BEGIN

//! Streaming-control automation settings.

use std::time::Duration;

use overcast_core::constants::{DEFAULT_OBS_PORT, MIN_RECONNECT_DELAY_MS};
use overcast_core::retry::BackoffConfig;
use serde::{Deserialize, Serialize};

/// Which game events drive scene switches.
#[derive(Clone, Copy, Debug, Default, PartialEq, Eq, Serialize, Deserialize)]
#[serde(rename_all = "camelCase")]
pub enum TriggerMode {
    /// Switch on match start and match end.
    #[default]
    Both,
    /// Switch only when a match is about to start.
    MatchStartOnly,
    /// Switch only when a match ends.
    EndgameOnly,
}

/// obs-websocket endpoint.
#[derive(Clone, Debug, PartialEq, Serialize, Deserialize)]
#[serde(rename_all = "camelCase", default)]
pub struct ObsSettings {
    /// WebSocket URL of obs-websocket.
    pub url: String,
    /// Server password. `None` when authentication is disabled.
    #[serde(skip_serializing_if = "Option::is_none")]
    pub password: Option<String>,
    /// Reconnect backoff after a failed handshake.
    pub backoff: BackoffConfig,
    /// Per-request acknowledgement timeout, in ms.
    pub request_timeout_ms: u64,
}

impl Default for ObsSettings {
    fn default() -> Self {
        Self {
            url: format!("ws://127.0.0.1:{DEFAULT_OBS_PORT}"),
            password: None,
            backoff: BackoffConfig::default(),
            request_timeout_ms: 10_000,
        }
    }
}

/// Automation relay snapshot. A running relay never sees changes to this;
/// it is replaced instead.
#[derive(Clone, Debug, PartialEq, Serialize, Deserialize)]
#[serde(rename_all = "camelCase", default)]
pub struct AutomationSettings {
    /// Run the relay at all.
    pub enabled: bool,
    /// Trigger filter.
    pub mode: TriggerMode,
    /// Streaming-control endpoint.
    pub obs: ObsSettings,
    /// Scene shown while a match is live. Empty disables the switch.
    pub live_scene: String,
    /// Transition into the live scene. Empty keeps the current transition.
    pub live_transition: String,
    /// Scene shown after a match. Empty disables the switch.
    pub endgame_scene: String,
    /// Transition into the endgame scene. Empty keeps the current transition.
    pub endgame_transition: String,
    /// Fixed delay between hub link reconnects, in ms.
    pub hub_reconnect_delay_ms: u64,
}

impl AutomationSettings {
    /// Hub link reconnect delay, never below [`MIN_RECONNECT_DELAY_MS`].
    pub fn hub_reconnect_delay(&self) -> Duration {
        Duration::from_millis(self.hub_reconnect_delay_ms.max(MIN_RECONNECT_DELAY_MS))
    }
}

impl Default for AutomationSettings {
    fn default() -> Self {
        Self {
            enabled: false,
            mode: TriggerMode::Both,
            obs: ObsSettings::default(),
            live_scene: String::new(),
            live_transition: String::new(),
            endgame_scene: String::new(),
            endgame_transition: String::new(),
            hub_reconnect_delay_ms: 2000,
        }
    }
}

#[cfg(test)]
mod tests {
    use super::*;

    #[test]
    fn zero_hub_reconnect_delay_is_floored() {
        let settings: AutomationSettings =
            serde_json::from_str(r#"{"hubReconnectDelayMs": 0}"#).unwrap();
        assert_eq!(settings.hub_reconnect_delay(), Duration::from_millis(MIN_RECONNECT_DELAY_MS));
        assert_eq!(AutomationSettings::default().hub_reconnect_delay(), Duration::from_secs(2));
    }

    #[test]
    fn trigger_mode_wire_names() {
        assert_eq!(serde_json::to_value(TriggerMode::Both).unwrap(), "both");
        assert_eq!(
            serde_json::to_value(TriggerMode::MatchStartOnly).unwrap(),
            "matchStartOnly"
        );
        let mode: TriggerMode = serde_json::from_str("\"endgameOnly\"").unwrap();
        assert_eq!(mode, TriggerMode::EndgameOnly);
    }

    #[test]
    fn unknown_mode_is_rejected() {
        assert!(serde_json::from_str::<TriggerMode>("\"sometimes\"").is_err());
    }

    #[test]
    fn partial_obs_block_keeps_defaults() {
        let settings: AutomationSettings =
            serde_json::from_str(r#"{"obs": {"password": "hunter2"}}"#).unwrap();
        assert_eq!(settings.obs.password.as_deref(), Some("hunter2"));
        assert_eq!(settings.obs.url, "ws://127.0.0.1:4455");
        assert_eq!(settings.obs.request_timeout_ms, 10_000);
        assert!(!settings.enabled);
    }

    #[test]
    fn password_omitted_when_none() {
        let v = serde_json::to_value(ObsSettings::default()).unwrap();
        assert!(v.get("password").is_none());
    }
}
//! # overcast-settings
//!
//! Layered configuration for Overcast.
//!
//! Settings are loaded from three layers (in priority order):
//! 1. **Compiled defaults**: [`OvercastSettings::default()`]
//! 2. **User file**: `~/.overcast/settings.json` (deep-merged over defaults)
//! 3. **Environment variables**: `OVERCAST_*` overrides (highest priority)
//!
//! [`SettingsWatcher`] republishes the file whenever it changes so the
//! automation relay can be restarted with a fresh snapshot.

#![deny(unsafe_code)]

pub mod errors;
pub mod loader;
pub mod types;
pub mod watcher;

pub use errors::{Result, SettingsError};
pub use loader::{deep_merge, load_settings, load_settings_from_path, settings_path};
pub use types::*;
pub use watcher::SettingsWatcher;
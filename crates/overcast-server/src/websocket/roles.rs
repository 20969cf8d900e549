//! Overlay role registry.

use std::collections::HashSet;

use overcast_core::Role;

/// Set of connection ids currently declared as `overlay`.
///
/// The broadcast overlay count is always this set's cardinality, so it
/// cannot drift from the live membership.
#[derive(Debug, Default)]
pub struct RoleRegistry {
    overlays: HashSet<String>,
}

impl RoleRegistry {
    /// Create an empty registry.
    pub fn new() -> Self {
        Self::default()
    }

    /// Record `role` for `conn_id`: drop any prior membership, then re-add
    /// if the role is `overlay`.
    pub fn declare(&mut self, conn_id: &str, role: &Role) {
        let _ = self.overlays.remove(conn_id);
        if *role == Role::Overlay {
            let _ = self.overlays.insert(conn_id.to_owned());
        }
    }

    /// Forget `conn_id`. Returns whether it was an overlay.
    pub fn remove(&mut self, conn_id: &str) -> bool {
        self.overlays.remove(conn_id)
    }

    /// Whether `conn_id` is an overlay.
    pub fn is_overlay(&self, conn_id: &str) -> bool {
        self.overlays.contains(conn_id)
    }

    /// Number of overlay connections.
    pub fn overlay_count(&self) -> usize {
        self.overlays.len()
    }

    /// Forget everything.
    pub fn clear(&mut self) {
        self.overlays.clear();
    }
}
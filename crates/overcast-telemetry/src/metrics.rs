//! Metric names emitted by the telemetry client.

/// Reconnect attempts after the first connection attempt.
pub const TELEMETRY_RECONNECTS_TOTAL: &str = "telemetry_reconnects_total";
/// Inbound events dispatched (label: `channel`).
pub const TELEMETRY_EVENTS_TOTAL: &str = "telemetry_events_total";
#[cfg(test)]
mod tests {
    use assert_matches::assert_matches;

    use super::*;

    #[test]
    fn state_maps_to_link_status() {
        assert_eq!(ObsState::Disconnected.link_status(), LinkStatus::Down);
        assert_eq!(ObsState::Connecting.link_status(), LinkStatus::Connecting);
        assert_eq!(ObsState::Connected.link_status(), LinkStatus::Up);
    }

    #[test]
    fn config_from_settings_drops_empty_password() {
        let settings = ObsSettings {
            password: Some(String::new()),
            request_timeout_ms: 2500,
            ..ObsSettings::default()
        };
        let config = ObsConfig::from(&settings);
        assert_eq!(config.password, None);
        assert_eq!(config.request_timeout, Duration::from_millis(2500));
    }

    #[tokio::test]
    async fn call_without_session_is_not_connected() {
        let client = ObsClient::new(ObsConfig::default());
        assert_matches!(
            client.call("GetSceneList", None).await,
            Err(ObsError::NotConnected)
        );
        assert_eq!(client.state(), ObsState::Disconnected);
    }

    #[tokio::test]
    async fn disconnect_when_idle_is_a_no_op() {
        let client = ObsClient::new(ObsConfig::default());
        client.disconnect();
        client.disconnect();
        assert_eq!(client.state(), ObsState::Disconnected);
    }

    #[tokio::test]
    async fn transitions_keep_every_change_in_order() {
        let client = ObsClient::new(ObsConfig::default());
        let mut latest = client.subscribe_state();
        let mut transitions = client.subscribe_transitions();

        client.inner.publish(ObsState::Connecting);
        client.inner.publish(ObsState::Connected);
        client.inner.publish(ObsState::Connected);
        client.inner.publish(ObsState::Disconnected);
        client.inner.publish(ObsState::Connecting);

        assert!(latest.has_changed().unwrap());
        assert_eq!(*latest.borrow_and_update(), ObsState::Connecting);

        let mut seen = Vec::new();
        while let Ok(state) = transitions.try_recv() {
            seen.push(state);
        }
        assert_eq!(
            seen,
            vec![
                ObsState::Connecting,
                ObsState::Connected,
                ObsState::Disconnected,
                ObsState::Connecting,
            ]
        );
    }
}
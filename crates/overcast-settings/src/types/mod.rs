//! Settings type definitions.
//!
//! All types use `#[serde(rename_all = "camelCase", default)]`, so a partial
//! JSON file only needs the keys it changes.

mod automation;
mod hub;
mod telemetry;

pub use automation::*;
pub use hub::*;
pub use telemetry::*;

use serde::{Deserialize, Serialize};

/// Root settings type.
///
/// ```json
/// {
///   "hub": { "port": 49322 },
///   "automation": { "enabled": true, "liveScene": "Game" }
/// }
/// ```
#[derive(Clone, Debug, Default, PartialEq, Serialize, Deserialize)]
#[serde(rename_all = "camelCase", default)]
pub struct OvercastSettings {
    /// Broadcast hub listener.
    pub hub: HubSettings,
    /// Game telemetry source.
    pub telemetry: TelemetrySettings,
    /// Streaming-control automation.
    pub automation: AutomationSettings,
    /// Log output.
    pub logging: LoggingSettings,
}

/// Log output settings.
#[derive(Clone, Debug, PartialEq, Eq, Serialize, Deserialize)]
#[serde(rename_all = "camelCase", default)]
pub struct LoggingSettings {
    /// Default filter directive when `RUST_LOG` is unset.
    pub level: String,
    /// Emit JSON lines instead of the compact format.
    pub json: bool,
}

impl Default for LoggingSettings {
    fn default() -> Self {
        Self {
            level: "info".to_string(),
            json: false,
        }
    }
}
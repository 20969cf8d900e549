//! `/health` endpoint.

use std::time::Instant;

use serde::Serialize;

/// Health check response body.
#[derive(Debug, Clone, Serialize)]
pub struct HealthResponse {
    /// Always `"ok"` when the hub is serving.
    pub status: String,
    /// Seconds since the hub started.
    pub uptime_secs: u64,
    /// Open WebSocket connections.
    pub connections: usize,
    /// Connections currently declared as `overlay`.
    pub overlays: usize,
}

/// Build a health response from live counters.
pub fn health_check(start_time: Instant, connections: usize, overlays: usize) -> HealthResponse {
    HealthResponse {
        status: "ok".into(),
        uptime_secs: start_time.elapsed().as_secs(),
        connections,
        overlays,
    }
}
//! In-memory capture of tracing events for assertions in tests.

use std::sync::Arc;

use parking_lot::Mutex;
use tracing::level_filters::LevelFilter;
use tracing::{Event, Level, Subscriber};
use tracing_subscriber::Layer;
use tracing_subscriber::layer::{Context, SubscriberExt};
use tracing_subscriber::util::SubscriberInitExt;

/// A captured tracing event.
#[derive(Clone, Debug)]
pub struct CapturedEvent {
    /// Event level.
    pub level: Level,
    /// Emitting module path.
    pub target: String,
    /// Formatted message.
    pub message: String,
    /// Structured fields, in recording order.
    pub fields: Vec<(String, String)>,
}

impl CapturedEvent {
    /// Value of a structured field, if recorded.
    pub fn field(&self, name: &str) -> Option<&str> {
        self.fields
            .iter()
            .find(|(k, _)| k == name)
            .map(|(_, v)| v.as_str())
    }
}

/// Shared handle to the captured events.
#[derive(Clone, Default)]
pub struct CapturedLogs {
    events: Arc<Mutex<Vec<CapturedEvent>>>,
}

impl CapturedLogs {
    /// Snapshot of every captured event.
    pub fn events(&self) -> Vec<CapturedEvent> {
        self.events.lock().clone()
    }

    /// Whether any event message contains `needle`.
    pub fn has_message(&self, needle: &str) -> bool {
        self.events.lock().iter().any(|e| e.message.contains(needle))
    }

    /// Whether any event at `level` contains `needle`.
    pub fn has_event(&self, level: Level, needle: &str) -> bool {
        self.events
            .lock()
            .iter()
            .any(|e| e.level == level && e.message.contains(needle))
    }

    /// Drop everything captured so far.
    pub fn clear(&self) {
        self.events.lock().clear();
    }
}

struct CaptureLayer {
    logs: CapturedLogs,
}

#[derive(Default)]
struct FieldVisitor {
    message: String,
    fields: Vec<(String, String)>,
}

impl tracing::field::Visit for FieldVisitor {
    fn record_debug(&mut self, field: &tracing::field::Field, value: &dyn std::fmt::Debug) {
        let val = format!("{value:?}");
        if field.name() == "message" {
            self.message = val;
        } else {
            self.fields.push((field.name().to_owned(), val));
        }
    }

    fn record_str(&mut self, field: &tracing::field::Field, value: &str) {
        if field.name() == "message" {
            value.clone_into(&mut self.message);
        } else {
            self.fields.push((field.name().to_owned(), value.to_owned()));
        }
    }
}

impl<S: Subscriber> Layer<S> for CaptureLayer {
    fn on_event(&self, event: &Event<'_>, _ctx: Context<'_, S>) {
        let mut visitor = FieldVisitor::default();
        event.record(&mut visitor);
        let metadata = event.metadata();
        self.logs.events.lock().push(CapturedEvent {
            level: *metadata.level(),
            target: metadata.target().to_owned(),
            message: visitor.message,
            fields: visitor.fields,
        });
    }
}

/// Install a capturing subscriber for the current thread.
///
/// Keep the returned guard alive for the duration of the test. Multi-threaded
/// tokio tests only capture events emitted on the test's own thread, so use
/// `current_thread` flavor when asserting on logs from spawned tasks.
pub fn capture_logs() -> (CapturedLogs, tracing::subscriber::DefaultGuard) {
    let logs = CapturedLogs::default();
    let layer = CaptureLayer { logs: logs.clone() };

    let subscriber = tracing_subscriber::registry()
        .with(layer)
        .with(LevelFilter::TRACE);

    let guard = subscriber.set_default();
    (logs, guard)
}
//! Fan-out to connected hub clients and overlay role tracking.

use std::collections::HashMap;
use std::sync::Arc;

use metrics::{counter, gauge};
use overcast_core::Role;
use overcast_core::envelope::overlay_status_message;
use parking_lot::Mutex;
use tokio::sync::RwLock;
use tracing::{debug, info, warn};

use super::connection::{ClientConnection, SendOutcome};
use super::roles::RoleRegistry;
use crate::metrics::{
    HUB_MESSAGES_RELAYED_TOTAL, HUB_OVERLAY_CLIENTS, HUB_SEND_DROPS_TOTAL,
    HUB_SLOW_CLIENT_DISCONNECTS_TOTAL,
};

/// Owns the live connection map and the overlay role registry.
pub struct BroadcastManager {
    connections: RwLock<HashMap<String, Arc<ClientConnection>>>,
    roles: Mutex<RoleRegistry>,
    max_dropped_messages: u64,
}

impl BroadcastManager {
    /// Create a manager that disconnects clients after `max_dropped_messages`
    /// total queue-full drops.
    pub fn new(max_dropped_messages: u64) -> Self {
        Self {
            connections: RwLock::new(HashMap::new()),
            roles: Mutex::new(RoleRegistry::new()),
            max_dropped_messages,
        }
    }

    /// Register a connection.
    pub async fn add(&self, connection: Arc<ClientConnection>) {
        let mut conns = self.connections.write().await;
        let _ = conns.insert(connection.id.clone(), connection);
    }

    /// Unregister a connection and drop its overlay membership.
    pub async fn remove(&self, connection_id: &str) {
        let _ = self.connections.write().await.remove(connection_id);
        let was_overlay = self.roles.lock().remove(connection_id);
        if was_overlay {
            debug!(conn_id = connection_id, "overlay client left");
        }
    }

    /// Apply a `hello` from `connection` and re-broadcast the overlay count.
    ///
    /// A different role after a declared one is ignored.
    pub async fn declare_role(&self, connection: &ClientConnection, role: Role) {
        if !connection.try_declare(&role) {
            warn!(
                conn_id = %connection.id,
                current = %connection.role(),
                requested = %role,
                "ignoring role change on declared connection"
            );
            return;
        }
        self.roles.lock().declare(&connection.id, &role);
        info!(conn_id = %connection.id, %role, "role declared");
        self.broadcast_overlay_status().await;
    }

    /// Send `{"type":"overlayStatus","overlays":N}` to everyone.
    pub async fn broadcast_overlay_status(&self) {
        let overlays = self.overlay_count();
        #[allow(clippy::cast_precision_loss)]
        gauge!(HUB_OVERLAY_CLIENTS).set(overlays as f64);
        let message: Arc<str> = overlay_status_message(overlays).into();
        self.send_all(&message).await;
    }

    /// Relay a raw frame to every open connection, sender included.
    pub async fn relay(&self, message: Arc<str>) {
        counter!(HUB_MESSAGES_RELAYED_TOTAL).increment(1);
        self.send_all(&message).await;
    }

    async fn send_all(&self, message: &Arc<str>) {
        let conns = self.connections.read().await;
        debug!(recipients = conns.len(), len = message.len(), "fan-out");
        for conn in conns.values() {
            if conn.is_closing() {
                continue;
            }
            match conn.send(Arc::clone(message)) {
                SendOutcome::Queued | SendOutcome::Closed => {}
                SendOutcome::Dropped(total) => {
                    counter!(HUB_SEND_DROPS_TOTAL).increment(1);
                    if total > self.max_dropped_messages {
                        warn!(conn_id = %conn.id, dropped = total, "slow client, disconnecting");
                        counter!(HUB_SLOW_CLIENT_DISCONNECTS_TOTAL).increment(1);
                        conn.disconnect();
                    }
                }
            }
        }
    }

    /// Live overlay count, read from the registry.
    pub fn overlay_count(&self) -> usize {
        self.roles.lock().overlay_count()
    }

    /// Number of registered connections.
    pub async fn connection_count(&self) -> usize {
        self.connections.read().await.len()
    }

    /// Close every connection and forget all state.
    pub async fn close_all(&self) {
        let drained: Vec<_> = self.connections.write().await.drain().collect();
        for (_, conn) in &drained {
            conn.disconnect();
        }
        self.roles.lock().clear();
        info!(closed = drained.len(), "closed all hub connections");
    }
}

#[cfg(test)]
mod tests {
    use tokio::sync::mpsc;
    use tokio_util::sync::CancellationToken;

    use super::*;

    fn make_connection(id: &str, cap: usize) -> (Arc<ClientConnection>, mpsc::Receiver<Arc<str>>) {
        let (tx, rx) = mpsc::channel(cap);
        (
            Arc::new(ClientConnection::new(id.into(), tx, CancellationToken::new())),
            rx,
        )
    }

    fn overlays_in(msg: &str) -> u64 {
        let v: serde_json::Value = serde_json::from_str(msg).unwrap();
        assert_eq!(v["type"], "overlayStatus");
        v["overlays"].as_u64().unwrap()
    }

    #[tokio::test]
    async fn add_and_remove() {
        let bm = BroadcastManager::new(10);
        let (conn, _rx) = make_connection("c1", 4);
        bm.add(conn).await;
        assert_eq!(bm.connection_count().await, 1);
        bm.remove("c1").await;
        bm.remove("c1").await;
        assert_eq!(bm.connection_count().await, 0);
    }

    #[tokio::test]
    async fn relay_reaches_everyone_including_sender() {
        let bm = BroadcastManager::new(10);
        let (a, mut rx_a) = make_connection("a", 4);
        let (b, mut rx_b) = make_connection("b", 4);
        bm.add(a).await;
        bm.add(b).await;

        bm.relay(Arc::from(r#"{"type":"score"}"#)).await;
        assert_eq!(&*rx_a.try_recv().unwrap(), r#"{"type":"score"}"#);
        assert_eq!(&*rx_b.try_recv().unwrap(), r#"{"type":"score"}"#);
    }

    #[tokio::test]
    async fn declare_overlay_broadcasts_count() {
        let bm = BroadcastManager::new(10);
        let (a, mut rx_a) = make_connection("a", 4);
        bm.add(a.clone()).await;

        bm.declare_role(&a, Role::Overlay).await;
        assert_eq!(overlays_in(&rx_a.try_recv().unwrap()), 1);
        assert_eq!(bm.overlay_count(), 1);
    }

    #[tokio::test]
    async fn conflicting_declaration_is_ignored_with_a_warning() {
        let (logs, _guard) = overcast_core::logging::capture_logs();
        let bm = BroadcastManager::new(10);
        let (a, mut rx_a) = make_connection("a", 4);
        bm.add(a.clone()).await;

        bm.declare_role(&a, Role::Overlay).await;
        let _ = rx_a.try_recv().unwrap();
        bm.declare_role(&a, Role::Control).await;
        assert!(rx_a.try_recv().is_err());
        assert_eq!(bm.overlay_count(), 1);
        assert_eq!(a.role(), Role::Overlay);
        assert!(logs.has_event(tracing::Level::WARN, "ignoring role change"));
    }

    #[tokio::test]
    async fn remove_drops_overlay_membership() {
        let bm = BroadcastManager::new(10);
        let (a, _rx_a) = make_connection("a", 4);
        bm.add(a.clone()).await;
        bm.declare_role(&a, Role::Overlay).await;
        bm.remove("a").await;
        assert_eq!(bm.overlay_count(), 0);
    }

    #[tokio::test]
    async fn slow_client_is_disconnected_after_limit() {
        let bm = BroadcastManager::new(2);
        let (slow, _rx_slow) = make_connection("slow", 1);
        let (fast, mut rx_fast) = make_connection("fast", 16);
        bm.add(slow.clone()).await;
        bm.add(fast).await;

        for i in 0..4 {
            bm.relay(Arc::from(format!("{i}"))).await;
        }
        // queue holds 1, drops 1..=3; third drop exceeds the limit of 2
        assert_eq!(slow.drop_count(), 3);
        assert!(slow.is_closing());
        for i in 0..4 {
            assert_eq!(&*rx_fast.try_recv().unwrap(), i.to_string());
        }
    }

    #[tokio::test]
    async fn closed_queue_is_swallowed() {
        let bm = BroadcastManager::new(10);
        let (a, rx_a) = make_connection("a", 4);
        drop(rx_a);
        bm.add(a.clone()).await;
        bm.relay(Arc::from("x")).await;
        assert!(!a.is_closing());
        assert_eq!(a.drop_count(), 0);
    }

    #[tokio::test]
    async fn close_all_disconnects_and_clears() {
        let bm = BroadcastManager::new(10);
        let (a, _rx_a) = make_connection("a", 4);
        bm.add(a.clone()).await;
        bm.declare_role(&a, Role::Overlay).await;
        bm.close_all().await;
        assert!(a.is_closing());
        assert_eq!(bm.connection_count().await, 0);
        assert_eq!(bm.overlay_count(), 0);
    }
}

END

* **Task brief**
Quote the listing word for word from its first line through the line in which "reconnects, in ms." appears.

* **Answer to this task**
//! Streaming-control automation settings.

use std::time::Duration;

use overcast_core::constants::{DEFAULT_OBS_PORT, MIN_RECONNECT_DELAY_MS};
use overcast_core::retry::BackoffConfig;
use serde::{Deserialize, Serialize};

/// Which game events drive scene switches.
#[derive(Clone, Copy, Debug, Default, PartialEq, Eq, Serialize, Deserialize)]
#[serde(rename_all = "camelCase")]
pub enum TriggerMode {
    /// Switch on match start and match end.
    #[default]
    Both,
    /// Switch only when a match is about to start.
    MatchStartOnly,
    /// Switch only when a match ends.
    EndgameOnly,
}

/// obs-websocket endpoint.
#[derive(Clone, Debug, PartialEq, Serialize, Deserialize)]
#[serde(rename_all = "camelCase", default)]
pub struct ObsSettings {
    /// WebSocket URL of obs-websocket.
    pub url: String,
    /// Server password. `None` when authentication is disabled.
    #[serde(skip_serializing_if = "Option::is_none")]
    pub password: Option<String>,
    /// Reconnect backoff after a failed handshake.
    pub backoff: BackoffConfig,
    /// Per-request acknowledgement timeout, in ms.
    pub request_timeout_ms: u64,
}

impl Default for ObsSettings {
    fn default() -> Self {
        Self {
            url: format!("ws://127.0.0.1:{DEFAULT_OBS_PORT}"),
            password: None,
            backoff: BackoffConfig::default(),
            request_timeout_ms: 10_000,
        }
    }
}

/// Automation relay snapshot. A running relay never sees changes to this;
/// it is replaced instead.
#[derive(Clone, Debug, PartialEq, Serialize, Deserialize)]
#[serde(rename_all = "camelCase", default)]
pub struct AutomationSettings {
    /// Run the relay at all.
    pub enabled: bool,
    /// Trigger filter.
    pub mode: TriggerMode,
    /// Streaming-control endpoint.
    pub obs: ObsSettings,
    /// Scene shown while a match is live. Empty disables the switch.
    pub live_scene: String,
    /// Transition into the live scene. Empty keeps the current transition.
    pub live_transition: String,
    /// Scene shown after a match. Empty disables the switch.
    pub endgame_scene: String,
    /// Transition into the endgame scene. Empty keeps the current transition.
    pub endgame_transition: String,
    /// Fixed delay between hub link reconnects, in ms.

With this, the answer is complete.